They both were good ideas but the problem was I'm not going back to Carlisle's fucking house. Fuck him. And mom would never give me Bella's number without her permission first. And I'm not sure how Bella feels about me at this moment. For all I know, she'd probably tell mom to tell me to fuck off. I sighed and raked my fingers through my hair.
Maybe I should just forget about this whole fucking plan and take my ass back to Emmett's place. I'm leaving in two days anyway. Maybe I should just forget about her and move on with my life.
My heart clenched at that idea. Even if I do say fuck it and leave, I would never be able to forget about her. That's an impossibility. She would be forever on my mind, my thoughts, and my dreams. I'd always think of her as the one that got away. The one that I was to chicken shit to run down the stairs of a dark nightclub and profess my absolute love and adoration to.
Whoa, Whoa, Whoa.
I get adoration. But love?
Now I'm in love with her?
I tried to ignore the way my heart soared just thinking about that word and Bella used in the same context.
No, no I'm just being emotional right now. I can't be in love with her, it's to soon…
"Edward!" a soft unforgettable, beautiful voice bellowed.
Goose bumps rose on my skin. My head snapped in the direction of the voice. And there she was, standing there looking like an angel, a goddess or some kind of ethereal being. She looks far too beautiful to be human.
As I stood there and gazed at this incredibly beautiful woman; I knew in that moment that any woman before her will cease to exist. My life would be miserable and incomplete without her in it. Alice, Carlisle and the whole fucking town of Forks, couldn't keep me away from her again.
I knew that because…
I was in love with her.
I approached her - with what I hope looked like ease. But truthfully, my mind was on a whirlwind. Now that I knew for a fact that I was in love with her, I had to fight with the instinct to wrap her in my arms, kiss her senseless and confess all that I'm feeling. It was too soon for that. But the way she was looking at me, wasn't helping me one bit. She was looking at me the same exact way; she looked at me that day in the basement. Like she wanted me. And God knows I wanted her.
I stood in front of her and slowly perused her heavenly appearance. From her slender toned legs to her flushed, elegant neck - where my eyes lingered a bit longer. I remember how her skin smelled and tasted. How it felt against my lips. How appealing I found the bluish veins that appeared underneath her translucent skin.
But remembering was not enough for me anymore. I was in love with her. I wanted to experience it again. I needed to.
Her flush deepened under my scrutiny. I watched as her blood travel from her face all the way down to her chest. My cock stiffened. The urge to trace that path with my tongue was so fucking strong. I needed to say something. If I continue to stand here and gawk at her like this I just might do something
"Bella" I said in a voice full of want "There aren't any adequate words to describe how amazing you look tonight"
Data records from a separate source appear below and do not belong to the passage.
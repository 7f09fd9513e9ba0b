use std::fmt;
use std::path::{Path, PathBuf};

use crate::error::FetchError;

/// Identifier of a piece of audio: a URL or a local path.
#[derive(Clone, Debug, PartialEq, Eq, Hash)]
#[cfg_attr(feature = "serde", derive(serde::Serialize, serde::Deserialize))]
#[cfg_attr(feature = "serde", serde(transparent))]
pub struct AudioSource(String);

impl AudioSource {
    pub fn new(source: impl Into<String>) -> Self {
        Self(source.into())
    }

    pub fn as_str(&self) -> &str {
        &self.0
    }

    /// URL scheme, if the source has one ("file", "https").
    pub fn scheme(&self) -> Option<&str> {
        let (scheme, _) = self.0.split_once("://")?;
        if scheme.is_empty() || !scheme.chars().all(|c| c.is_ascii_alphanumeric() || c == '+') {
            return None;
        }
        Some(scheme)
    }

    /// Local filesystem path for `file://` URLs and plain paths.
    pub fn local_path(&self) -> Option<PathBuf> {
        match self.scheme() {
            Some(scheme) if scheme.eq_ignore_ascii_case("file") => {
                self.0.split_once("://").map(|(_, path)| PathBuf::from(path))
            }
            Some(_) => None,
            None => Some(PathBuf::from(&self.0)),
        }
    }
}

impl fmt::Display for AudioSource {
    fn fmt(&self, f: &mut fmt::Formatter<'_>) -> fmt::Result {
        f.write_str(&self.0)
    }
}

impl From<&str> for AudioSource {
    fn from(source: &str) -> Self {
        Self::new(source)
    }
}

impl From<String> for AudioSource {
    fn from(source: String) -> Self {
        Self(source)
    }
}

impl From<&Path> for AudioSource {
    fn from(path: &Path) -> Self {
        Self(path.to_string_lossy().into_owned())
    }
}

/// Turns an [`AudioSource`] into encoded bytes.
///
/// This is the only blocking I/O in the crate. Hosts run it wherever they
/// like (the player binary uses a worker thread).
pub trait SourceFetcher {
    fn fetch(&self, source: &AudioSource) -> Result<Vec<u8>, FetchError>;
}

impl<F> SourceFetcher for F
where
    F: Fn(&AudioSource) -> Result<Vec<u8>, FetchError>,
{
    fn fetch(&self, source: &AudioSource) -> Result<Vec<u8>, FetchError> {
        self(source)
    }
}

/// Reads local files. Remote schemes are refused.
#[derive(Clone, Copy, Debug, Default)]
pub struct FileFetcher;

impl SourceFetcher for FileFetcher {
    fn fetch(&self, source: &AudioSource) -> Result<Vec<u8>, FetchError> {
        let path = source
            .local_path()
            .ok_or_else(|| FetchError::UnsupportedScheme(source.scheme().unwrap_or_default().to_string()))?;
        std::fs::read(&path).map_err(|source| FetchError::Io { path, source })
    }
}
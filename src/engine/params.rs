#[cfg(feature = "serde")]
use serde::{Deserialize, Serialize};

use crate::error::RangeError;

/// Closed bounds for one user-facing parameter.
#[derive(Clone, Copy, Debug, PartialEq)]
pub struct ParamRange {
    pub name: &'static str,
    pub min: f64,
    pub max: f64,
}

impl ParamRange {
    pub const fn new(name: &'static str, min: f64, max: f64) -> Self {
        Self { name, min, max }
    }

    pub fn contains(&self, value: f64) -> bool {
        value >= self.min && value <= self.max
    }

    /// `Ok` inside the bounds. NaN is always out of range.
    pub fn check(&self, value: f64) -> Result<(), RangeError> {
        if self.contains(value) {
            Ok(())
        } else {
            Err(RangeError {
                param: self.name,
                value,
                min: self.min,
                max: self.max,
            })
        }
    }
}

pub const PITCH_RANGE: ParamRange = ParamRange::new("pitch", -24.0, 24.0);
pub const FINE_TUNE_RANGE: ParamRange = ParamRange::new("fine_tune", -100.0, 100.0);
pub const TEMPO_RANGE: ParamRange = ParamRange::new("tempo", 0.5, 1.5);
pub const GAIN_RANGE: ParamRange = ParamRange::new("gain_db", -60.0, 0.0);
pub const SEEK_RANGE: ParamRange = ParamRange::new("seek_percent", 0.0, 100.0);
pub const THRESHOLD_RANGE: ParamRange = ParamRange::new("compressor_threshold_db", -100.0, 0.0);
pub const RATIO_RANGE: ParamRange = ParamRange::new("compressor_ratio", 1.0, 20.0);

/// Values the engine applies to the player graph.
#[derive(Clone, Copy, Debug, PartialEq)]
#[cfg_attr(feature = "serde", derive(Serialize, Deserialize))]
pub struct PlaybackParameters {
    pub pitch_semitones: i32,
    pub fine_tune_cents: i32,
    pub tempo: f32,
    pub gain_db: f32,
}

impl PlaybackParameters {
    pub fn with_gain(gain_db: f32) -> Self {
        Self {
            gain_db,
            ..Self::default()
        }
    }

    /// Detune applied to the player: `pitch * 100 + fine_tune`.
    pub fn detune_cents(&self) -> i32 {
        self.pitch_semitones * 100 + self.fine_tune_cents
    }
}

impl Default for PlaybackParameters {
    fn default() -> Self {
        Self {
            pitch_semitones: 0,
            fine_tune_cents: 0,
            tempo: 1.0,
            gain_db: -6.0,
        }
    }
}
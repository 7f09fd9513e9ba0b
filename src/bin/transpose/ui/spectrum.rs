//! Spectrum widget
//!
//! Draws the analyser's magnitude spectrum on a log-frequency axis.

use ratatui::{
    layout::Rect,
    style::{Color, Style},
    symbols,
    widgets::{Axis, Block, Borders, Chart, Dataset, GraphType},
    Frame,
};

const FLOOR_DB: f64 = -100.0;

/// Render the spectrum from (frequency Hz, level dB) pairs
pub fn render_spectrum(frame: &mut Frame, area: Rect, spectrum: &[(f64, f64)]) {
    let block = Block::default().title(" Spectrum ").borders(Borders::ALL);

    // log10 keeps the low bins from collapsing into the left edge
    let data: Vec<(f64, f64)> = spectrum
        .iter()
        .filter(|(f, _)| *f >= 20.0)
        .map(|&(f, db)| (f.log10(), db.max(FLOOR_DB)))
        .collect();

    let max_x = data.iter().map(|(x, _)| *x).fold(20.0f64.log10(), f64::max);
    let max_db = data.iter().map(|(_, db)| *db).fold(FLOOR_DB, f64::max);

    let dataset = Dataset::default()
        .marker(symbols::Marker::Braille)
        .graph_type(GraphType::Line)
        .style(Style::default().fg(Color::Green))
        .data(&data);

    let chart = Chart::new(vec![dataset])
        .block(block)
        .x_axis(
            Axis::default()
                .bounds([20.0f64.log10(), max_x.max(20.0f64.log10() + 1.0)])
                .labels(vec!["20", "200", "2k", "20k"])
                .style(Style::default().fg(Color::DarkGray)),
        )
        .y_axis(
            Axis::default()
                .bounds([FLOOR_DB, max_db.max(0.0) + 10.0])
                .labels(vec!["-100", "-60", "-20", "0"])
                .style(Style::default().fg(Color::DarkGray)),
        );

    frame.render_widget(chart, area);
}
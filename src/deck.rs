//! A song-aware front end over the engine.
//!
//! The deck runs the full flow for one loaded song: harmonic sync resolves
//! the effective transposition, the engine loads the audio with that pitch,
//! and every later pitch/key edit goes through sync first and is then
//! applied to the engine.

use crate::{
    config::StudioConfig,
    engine::{Clock, LoadOutcome, LoadRequest, PlaybackEngine},
    error::DeckError,
    harmonic::{HarmonicSync, LinkState, OctaveShift, SongId, SongRecord, SongStore, Transposition},
    io::{AudioSource, SourceFetcher},
};

pub struct Deck<C: Clock, S: SongStore> {
    engine: PlaybackEngine<C>,
    sync: HarmonicSync,
    store: S,
    current: Option<SongId>,
}

impl<C: Clock, S: SongStore> Deck<C, S> {
    pub fn new(engine: PlaybackEngine<C>, sync: HarmonicSync, store: S) -> Self {
        Self {
            engine,
            sync,
            store,
            current: None,
        }
    }

    pub fn from_config(clock: C, config: &StudioConfig, sample_rate: f32, store: S) -> Self {
        Self::new(
            PlaybackEngine::new(clock, config.engine, sample_rate),
            HarmonicSync::new(config.sync.clone()),
            store,
        )
    }

    pub fn engine(&self) -> &PlaybackEngine<C> {
        &self.engine
    }

    /// Direct transport access (play, seek, tempo, rendering).
    pub fn engine_mut(&mut self) -> &mut PlaybackEngine<C> {
        &mut self.engine
    }

    pub fn sync(&self) -> &HarmonicSync {
        &self.sync
    }

    pub fn store(&self) -> &S {
        &self.store
    }

    pub fn current_id(&self) -> Option<&SongId> {
        self.current.as_ref()
    }

    pub fn current_song(&self) -> Option<SongRecord> {
        self.current.as_ref().and_then(|id| self.store.song(id))
    }

    pub fn link_state(&self) -> Option<LinkState> {
        self.current_song().map(|song| self.sync.link_state(&song))
    }

    pub fn effective(&self) -> Option<Transposition> {
        self.current_song().map(|song| self.sync.effective(&song))
    }

    /// Start loading `id` at its effective pitch. The caller fetches and
    /// hands the bytes to [`PlaybackEngine::complete_load`].
    pub fn begin_song(&mut self, id: &SongId) -> Result<(LoadRequest, AudioSource), DeckError> {
        let song = self
            .store
            .song(id)
            .ok_or_else(|| DeckError::UnknownSong(id.clone()))?;
        let source = song
            .audio_url
            .clone()
            .ok_or_else(|| DeckError::NoAudio(id.clone()))?;

        if let Some(previous) = self.current.take() {
            if &previous != id {
                self.sync.forget(&previous);
            }
        }
        let effective = self.sync.resolve_effective(&song);
        log::info!("song {id}: {} at {effective}", song.title);

        let request = self.engine.begin_load(source.clone(), effective.pitch, false);
        self.current = Some(id.clone());
        Ok((request, source))
    }

    /// Resolve, fetch, decode and commit `id` in one call.
    pub fn load_song(&mut self, id: &SongId, fetcher: &impl SourceFetcher) -> Result<LoadOutcome, DeckError> {
        let (request, source) = self.begin_song(id)?;
        let outcome = match request {
            LoadRequest::AlreadyLoaded => LoadOutcome::AlreadyLoaded,
            LoadRequest::Coalesced(_) => LoadOutcome::Coalesced,
            LoadRequest::Started(token) => self.engine.complete_load(token, fetcher.fetch(&source))?,
        };
        Ok(outcome)
    }

    pub fn set_pitch(&mut self, pitch: i32) -> Result<Transposition, DeckError> {
        let id = self.current.clone().ok_or(DeckError::NoSong)?;
        let effective = self.sync.set_pitch(&mut self.store, &id, pitch)?;
        self.apply(effective)
    }

    pub fn set_target_key(&mut self, key: &str) -> Result<Transposition, DeckError> {
        let id = self.current.clone().ok_or(DeckError::NoSong)?;
        let effective = self.sync.set_target_key(&mut self.store, &id, key)?;
        self.apply(effective)
    }

    pub fn set_is_pitch_linked(&mut self, linked: bool) -> Result<Transposition, DeckError> {
        let id = self.current.clone().ok_or(DeckError::NoSong)?;
        let effective = self.sync.set_is_pitch_linked(&mut self.store, &id, linked)?;
        self.apply(effective)
    }

    pub fn shift_octave(&mut self, shift: OctaveShift) -> Result<Transposition, DeckError> {
        let id = self.current.clone().ok_or(DeckError::NoSong)?;
        let effective = self.sync.shift_octave(&mut self.store, &id, shift)?;
        self.apply(effective)
    }

    /// Reset the engine and drop the song's local state. Session overrides
    /// survive until [`Deck::end_session`].
    pub fn unload(&mut self) {
        self.engine.reset();
        if let Some(id) = self.current.take() {
            self.sync.forget(&id);
        }
    }

    pub fn end_session(&mut self) {
        self.unload();
        self.sync.end_session();
    }

    fn apply(&mut self, effective: Transposition) -> Result<Transposition, DeckError> {
        self.engine.set_pitch(effective.pitch)?;
        Ok(effective)
    }
}

#[cfg(test)]
mod tests {
    use super::*;
    use crate::{
        engine::{ManualClock, TransportState},
        error::FetchError,
        harmonic::{MemorySongStore, SyncPolicy},
        io::DecodedBuffer,
    };

    fn wav(seconds: f32) -> Vec<u8> {
        let spec = hound::WavSpec {
            channels: 1,
            sample_rate: 8_000,
            bits_per_sample: 16,
            sample_format: hound::SampleFormat::Int,
        };
        let mut cursor = std::io::Cursor::new(Vec::new());
        {
            let mut writer = hound::WavWriter::new(&mut cursor, spec).unwrap();
            for i in 0..(seconds * 8_000.0) as usize {
                writer.write_sample(((i % 40) as i16 - 20) * 500).unwrap();
            }
            writer.finalize().unwrap();
        }
        cursor.into_inner()
    }

    fn deck(policy: SyncPolicy, song: SongRecord) -> Deck<ManualClock, MemorySongStore> {
        let config = StudioConfig {
            sync: policy,
            ..StudioConfig::default()
        };
        let store = std::iter::once(song).collect();
        Deck::from_config(ManualClock::new(), &config, 48_000.0, store)
    }

    fn fetcher() -> impl Fn(&AudioSource) -> Result<Vec<u8>, FetchError> {
        |_: &AudioSource| Ok(wav(1.0))
    }

    #[test]
    fn loads_at_the_effective_pitch() {
        let song = SongRecord {
            audio_url: Some("song.wav".into()),
            pitch: 3,
            target_key: Some("Eb".into()),
            ..SongRecord::new("a", "C")
        };
        let mut deck = deck(SyncPolicy::default(), song);

        let outcome = deck.load_song(&"a".into(), &fetcher()).unwrap();
        assert_eq!(outcome, LoadOutcome::Ready);
        assert_eq!(deck.engine().state(), TransportState::Ready);
        assert_eq!(deck.engine().current_pitch(), 3);
        assert_eq!(deck.engine().applied_detune_cents(), Some(300.0));
    }

    #[test]
    fn key_changes_reach_the_engine() {
        let song = SongRecord {
            audio_url: Some("song.wav".into()),
            ..SongRecord::new("a", "G")
        };
        let mut deck = deck(SyncPolicy::default(), song);
        deck.load_song(&"a".into(), &fetcher()).unwrap();

        let effective = deck.set_target_key("A").unwrap();
        assert_eq!(effective.pitch, 2);
        assert_eq!(deck.engine().current_pitch(), 2);
        assert!(deck.current_song().unwrap().is_key_confirmed);

        let shifted = deck.shift_octave(OctaveShift::Up).unwrap();
        assert_eq!(shifted.pitch, 14);
        assert_eq!(deck.engine().applied_detune_cents(), Some(1400.0));
    }

    #[test]
    fn song_without_audio_is_reported() {
        let mut deck = deck(SyncPolicy::default(), SongRecord::new("a", "C"));
        assert!(matches!(
            deck.load_song(&"a".into(), &fetcher()),
            Err(DeckError::NoAudio(_))
        ));
        assert!(matches!(deck.set_pitch(1), Err(DeckError::NoSong)));
    }

    #[test]
    fn unload_keeps_session_overrides() {
        let song = SongRecord {
            audio_url: Some("song.wav".into()),
            is_key_confirmed: true,
            ..SongRecord::new("a", "C")
        };
        let policy = SyncPolicy {
            prevent_stage_key_overwrite: true,
            ..SyncPolicy::default()
        };
        let mut deck = deck(policy, song);
        deck.load_song(&"a".into(), &fetcher()).unwrap();
        deck.set_pitch(5).unwrap();
        deck.unload();

        assert_eq!(deck.engine().state(), TransportState::Idle);
        assert_eq!(deck.sync().session_override(&"a".into()).map(|t| t.pitch), Some(5));

        deck.load_song(&"a".into(), &fetcher()).unwrap();
        assert_eq!(deck.engine().current_pitch(), 5);
        assert_eq!(deck.store().get(&"a".into()).unwrap().pitch, 0);

        deck.end_session();
        assert_eq!(deck.sync().session_override(&"a".into()), None);
    }

    #[test]
    fn decoded_buffers_can_be_installed_directly() {
        let mut deck = deck(SyncPolicy::default(), SongRecord::new("a", "C"));
        let buffer = DecodedBuffer::from_samples(vec![0.0; 4_800], 48_000, 1);
        deck.engine_mut().load_buffer("raw".into(), buffer, 0);
        assert_eq!(deck.engine().duration_seconds(), 0.1);
    }
}
//! Benchmarks for the granular pitch shifter.

use std::hint::black_box;

use criterion::{BenchmarkId, Criterion};
use saavy_transpose::dsp::grain::{cents_to_ratio, GrainShifter};

use crate::{test_signal, BLOCK_SIZES};

pub fn bench_grain(c: &mut Criterion) {
    let mut group = c.benchmark_group("dsp/grain");
    let source = test_signal();
    // 44.1k source played at 48k
    let rate_ratio = 44_100.0 / 48_000.0;

    for &size in BLOCK_SIZES {
        let mut out = vec![0.0f32; size];

        let mut unity = GrainShifter::new(0.18, 0.1, 48_000.0);
        unity.start(0.0);
        group.bench_with_input(BenchmarkId::new("unity", size), &size, |b, _| {
            b.iter(|| {
                if unity.is_finished(source.len()) {
                    unity.start(0.0);
                }
                unity.render(black_box(&source), black_box(&mut out), rate_ratio, rate_ratio)
            })
        });

        // +7 semitones, 80% tempo: grains read faster than the head moves
        let mut shifted = GrainShifter::new(0.18, 0.1, 48_000.0);
        shifted.start(0.0);
        let pitch_step = rate_ratio * cents_to_ratio(700.0);
        group.bench_with_input(BenchmarkId::new("fifth_up_slow", size), &size, |b, _| {
            b.iter(|| {
                if shifted.is_finished(source.len()) {
                    shifted.start(0.0);
                }
                shifted.render(black_box(&source), black_box(&mut out), rate_ratio * 0.8, pitch_step)
            })
        });
    }

    group.finish();
}
use crate::{
    dsp::amplify::{apply_gain, db_to_gain},
    graph::node::{GraphNode, RenderCtx},
};

/// Output volume stage, set in decibels.
pub struct GainNode {
    gain_db: f32,
    gain: f32,
}

impl GainNode {
    pub fn new(gain_db: f32) -> Self {
        Self {
            gain_db,
            gain: db_to_gain(gain_db),
        }
    }

    pub fn gain_db(&self) -> f32 {
        self.gain_db
    }

    pub fn set_gain_db(&mut self, gain_db: f32) {
        self.gain_db = gain_db;
        self.gain = db_to_gain(gain_db);
    }
}

impl GraphNode for GainNode {
    fn render_block(&mut self, out: &mut [f32], _ctx: &RenderCtx) {
        apply_gain(out, self.gain);
    }
}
It was true. Beautiful, gorgeous, breath-taking were not sufficient to describe her tonight.
Her eyes lit up and she smiled coyly. I smiled back loving her response. Then suddenly her brows furrowed and the expression on her face worried me immensely.
Oh, no what's wrong? Am I being too forward?
She chewed her bottom lip, deep in thought for a minute. Then she murmured, so low I hardly heard it. 'What was he doing here?'
I'm here because I love you
No, no! I can't tell her that. She'll think I was insane. It was too soon for that. So I decided to tell her the next best thing.
"I couldn't stay away"
She stood silent, face flushed carnation pink. I watched as her chest rose and fell rapidly, which unnerved me a bit. But it was too late to turn back now. This is the moment I've been waiting for. It's time to lay it all on the line.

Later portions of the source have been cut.